Jean-Luc Godard | 1hr 43min
During his peak of activity in the 1960’s, Jean-Luc Godard took a brief respite from sending up beloved Hollywood genres to aim his incisive wit towards the “gods” of storytelling themselves, be they Greek poets or contemporary filmmakers. The tension between the ancient and the modern is evident in Contempt as writers, directors, producers, and actors argue amongst themselves, trying to determine the motivation that drove Odysseus’ epic ten-year adventure across the eastern Mediterranean. It is indeed a curious thing that so many ancient myths take the emphasis off the internal journeys and onto the external, and yet this allows for some universality in which individuals can imprint themselves on these legendary figures. In the case of these artists making a film adaptation of Homer’s Odyssey, it is the perfect story upon which they can map their own relationships and ambitious endeavours.

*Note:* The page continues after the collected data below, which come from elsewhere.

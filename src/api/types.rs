//! Wire types for the Hyperliquid info API and the Lighter REST API.
//!
//! Numeric fields arrive as strings and are kept that way here; the clients
//! parse them so a malformed value can be reported with its symbol.

use std::str::FromStr;

use rust_decimal::Decimal;
use serde::{Deserialize, Serialize};

use super::venue::VenueError;

/// Parse a decimal string field, naming what it belongs to on failure.
pub fn parse_amount(what: &str, value: &str) -> Result<Decimal, VenueError> {
    Decimal::from_str(value.trim())
        .or_else(|_| Decimal::from_scientific(value.trim()))
        .map_err(|_| VenueError::Malformed(format!("{}: {:?}", what, value)))
}

/// Parse an optional decimal field, treating absence as zero.
pub fn parse_optional_amount(what: &str, value: Option<&str>) -> Result<Decimal, VenueError> {
    match value {
        Some(v) if !v.is_empty() => parse_amount(what, v),
        _ => Ok(Decimal::ZERO),
    }
}

// ==================== Hyperliquid ====================

/// Body of a `clearinghouseState` info request.
#[derive(Debug, Clone, Serialize)]
pub struct InfoRequest<'a> {
    #[serde(rename = "type")]
    pub request_type: &'a str,
    pub user: &'a str,
}

/// Response of a `clearinghouseState` info request.
#[derive(Debug, Clone, Deserialize)]
#[serde(rename_all = "camelCase")]
pub struct ClearinghouseState {
    pub margin_summary: MarginSummary,
    #[serde(default)]
    pub asset_positions: Vec<AssetPosition>,
    #[serde(default)]
    pub withdrawable: Option<String>,
}

#[derive(Debug, Clone, Deserialize)]
#[serde(rename_all = "camelCase")]
pub struct MarginSummary {
    pub account_value: String,
    #[serde(default)]
    pub total_margin_used: Option<String>,
    #[serde(default)]
    pub total_ntl_pos: Option<String>,
}

/// Position entry, kept raw so it can travel with the snapshot.
#[derive(Debug, Clone, Deserialize)]
pub struct AssetPosition {
    pub position: serde_json::Value,
}

/// Fields read from an asset position.
#[derive(Debug, Clone, Deserialize)]
#[serde(rename_all = "camelCase")]
pub struct HyperliquidPosition {
    pub coin: String,
    pub szi: String,
    #[serde(default)]
    pub entry_px: Option<String>,
    #[serde(default)]
    pub position_value: Option<String>,
    #[serde(default)]
    pub unrealized_pnl: Option<String>,
}

// ==================== Lighter ====================

/// Response from `/api/v1/account`.
#[derive(Debug, Clone, Deserialize)]
pub struct AccountResponse {
    #[serde(default)]
    pub accounts: Vec<LighterAccount>,
}

#[derive(Debug, Clone, Deserialize)]
pub struct LighterAccount {
    #[serde(default)]
    pub index: Option<u64>,
    #[serde(default)]
    pub collateral: Option<String>,
    pub available_balance: String,
    #[serde(default)]
    pub positions: Vec<LighterPosition>,
}

#[derive(Debug, Clone, Deserialize)]
pub struct LighterPosition {
    pub market_id: u32,
    #[serde(default)]
    pub symbol: String,

    /// 1 for long, -1 for short
    pub sign: i32,

    /// Absolute size
    pub position: String,

    #[serde(default)]
    pub avg_entry_price: Option<String>,
    #[serde(default)]
    pub position_value: Option<String>,
    #[serde(default)]
    pub unrealized_pnl: Option<String>,
}

/// Response from `/api/v1/orderBookOrders`.
#[derive(Debug, Clone, Deserialize)]
pub struct OrderBookOrders {
    #[serde(default)]
    pub bids: Vec<BookOrder>,
    #[serde(default)]
    pub asks: Vec<BookOrder>,
}

#[derive(Debug, Clone, Deserialize)]
pub struct BookOrder {
    pub price: String,
    #[serde(default)]
    pub remaining_base_amount: Option<String>,
}

/// Response from `/api/v1/nextNonce`.
#[derive(Debug, Clone, Deserialize)]
pub struct NextNonce {
    pub nonce: i64,
}

/// Create-order transaction body, signed before submission.
#[derive(Debug, Clone, Serialize)]
pub struct CreateOrderTx {
    pub account_index: u64,
    pub api_key_index: u8,
    pub market_index: u32,
    pub client_order_index: u64,

    /// Size in the market's base units
    pub base_amount: i64,

    /// Worst price in the market's price units
    pub price: i64,

    pub is_ask: bool,

    #[serde(rename = "type")]
    pub order_type: u8,

    pub time_in_force: u8,
    pub reduce_only: bool,
    pub order_expiry: i64,
    pub nonce: i64,
}

/// Signed transaction envelope for `/api/v1/sendTx`.
#[derive(Debug, Clone, Serialize)]
pub struct SendTxRequest {
    pub tx_type: u8,
    pub tx_info: String,
}

/// Response from `/api/v1/sendTx`.
#[derive(Debug, Clone, Deserialize)]
pub struct SendTxResponse {
    pub code: i32,
    #[serde(default)]
    pub message: Option<String>,
    #[serde(default)]
    pub tx_hash: Option<String>,
}

#[cfg(test)]
mod tests {
    use super::*;
    use rust_decimal_macros::dec;

    #[test]
    fn test_parse_amount() {
        assert_eq!(parse_amount("ETH szi", "-1.25").unwrap(), dec!(-1.25));
        assert_eq!(parse_optional_amount("ETH entryPx", None).unwrap(), Decimal::ZERO);
        assert!(matches!(
            parse_amount("ETH szi", "abc"),
            Err(VenueError::Malformed(_))
        ));
    }

    #[test]
    fn test_clearinghouse_state_deserializes() {
        let json = r#"{
            "marginSummary": {"accountValue": "10000.0", "totalMarginUsed": "2500.5", "totalNtlPos": "5000"},
            "assetPositions": [
                {"type": "oneWay", "position": {"coin": "ETH", "szi": "-2.0", "entryPx": "3000.0",
                 "positionValue": "6000.0", "unrealizedPnl": "-12.5"}}
            ],
            "withdrawable": "7499.5"
        }"#;

        let state: ClearinghouseState = serde_json::from_str(json).unwrap();
        assert_eq!(state.margin_summary.account_value, "10000.0");
        assert_eq!(state.asset_positions.len(), 1);

        let pos: HyperliquidPosition =
            serde_json::from_value(state.asset_positions[0].position.clone()).unwrap();
        assert_eq!(pos.coin, "ETH");
        assert_eq!(pos.szi, "-2.0");
    }
}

Cutaways of Greek god statues with their eyes and lips coloured in with reds and blues run through the film, as Godard’s low angles powerfully frame them against the sky. In fact, Contempt’s mise-en-scène may be his most classical we have seen to date, even as Godard’s primary “French” colours keep bursting through in its set dressing and lighting. Back at the apartment of Brigitte Bardot’s actress, Camille, and Michel Piccoli’s playwright, Paul, the occasional bright blue chair or red towel worn like a toga pierces the beige, modern architecture, marking the breakdown of their relationship as a tale just as fresh as it is old, woven into the archetypes of human storytelling. Is it sexual jealousy that has driven them apart, or rather a loss of respect for Paul’s integrity as an artist? Was Odysseus’ journey driven by a faithless wife back home, an indifference to her growing contempt for him, or something else altogether?
Unable to agree on the source of their own woes, Camille and Paul are driven to the extreme ends of Godard’s compositions, divided by huge amounts of negative space in the walls and door frames of their accommodation. Even when the two finally come face to face, it is as if they can’t stand to be captured in the same image together, as Godard’s camera instead shifts side-to-side in close-ups of their profiles. This ebb and flow between casual conversation and shouting takes up a full half hour of the film’s modest 100-minute run time, letting them attempt some sort of direct expression of their feelings before returning to the film set for the remaining third.
In the villa where the shoot is taking place, several of Contempt’s characters venture up a cascade of steps to a flat rooftop, overlooking the same Mediterranean Sea which played host to the hero of Homer’s epic poem. Godard knows what he has with this gorgeous set piece as he returns to it over and over, further isolating his characters in long shots as lonely, modern idols wandering a corner of the Earth so famous for its stories. The potential to contribute to the mythos of humanity is right there for the taking, but for those who degrade it with their visions of dishonest, crude entertainment, it ultimately holds nothing but contempt.
Contempt is currently available to stream on The Criterion Channel.